Le péage informel en chiffres
- 500 à 1 000 FC : le montant réclamé à chaque point de contrôle.
- Tous les 5 km : la fréquence des barrières sur certains tronçons.
- 5 axes : Bunia-Kasenyi, Nyakunde, Komanda, Mahagi et Aru.
- 22 juillet : journée ville morte à Mahagi et Ngote.
- 25 juillet : la circulaire du gouverneur militaire.
La mesure n'est pas née dans un bureau. À Mahagi, des jeunes ont démantelé eux-mêmes plusieurs barrières avant d'être dispersés par la police. La société civile a ensuite décrété une journée ville morte le 22 juillet, à Mahagi et à Ngote : commerces fermés, transports paralysés. C'est après cette mobilisation que le gouverneur militaire a ordonné la suppression des barrières et l'ouverture d'enquêtes, d'abord pour Mahagi. Vingt-quatre heures plus tard, la mesure était étendue à l'ensemble de la province.
L'ordre de grandeur économique se calcule facilement, même sans étude officielle. Un chauffeur qui parcourt cent kilomètres sur un axe équipé d'une barrière tous les cinq kilomètres franchit vingt points de contrôle. À mille francs l'unité, il verse vingt mille francs pour un seul trajet, soit près de neuf dollars au taux de la Banque centrale, sur une marchandise dont le prix devra les absorber. Ce prélèvement ne figure dans aucune comptabilité publique et n'alimente aucun budget.
La circulaire confie l'application aux commandants militaires, aux administrateurs de territoires et au maire de Bunia. Les contrevenants s'exposent à des poursuites devant la justice militaire, ce qui place les auteurs présumés, militaires et policiers, sous une juridiction qui peut effectivement les juger.
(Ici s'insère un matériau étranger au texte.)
pub mod to_csv_edges;
pub mod to_csv_nodes;
pub mod to_dot;
pub mod to_json;
pub mod to_vis_network;

use crate::graph::Graph;
use crate::plan::{ExportFileType, RenderConfig};
use std::error::Error;

/// Renders `graph` in the format named by `exporter`.
pub fn render(
    graph: &Graph,
    exporter: ExportFileType,
    render_config: &RenderConfig,
) -> Result<String, Box<dyn Error>> {
    match exporter {
        ExportFileType::JSON => to_json::render(graph),
        ExportFileType::VisNetwork => to_vis_network::render(graph),
        ExportFileType::DOT => to_dot::render(graph, render_config),
        ExportFileType::CSVNodes => to_csv_nodes::render(graph),
        ExportFileType::CSVEdges => to_csv_edges::render(graph),
    }
}

/// Shared CSV plumbing for the tabular exporters
pub mod csv_common {
    use csv::Writer;
    use std::error::Error;

    pub fn export_to_csv<T, F>(
        items: impl IntoIterator<Item = T>,
        headers: &[&str],
        row_fn: F,
    ) -> Result<String, Box<dyn Error>>
    where
        F: Fn(T) -> Vec<String>,
    {
        let mut wtr = Writer::from_writer(vec![]);
        wtr.write_record(headers)?;

        for item in items {
            wtr.write_record(&row_fn(item))?;
        }

        let data = wtr.into_inner()?;
        String::from_utf8(data).map_err(Into::into)
    }
}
Les organisations citoyennes saluent la décision et attendent. Elles rappellent, selon Radio Okapi, que " des mesures similaires ont déjà été annoncées par les autorités militaires et les gouverneurs successifs, sans produire de résultats significatifs sur le terrain ". Le nombre de barrières effectivement démantelées depuis le 25 juillet n'a pas été communiqué, et c'est ce chiffre, plus que la circulaire, qui dira si quelque chose a changé sur la route de Mahagi.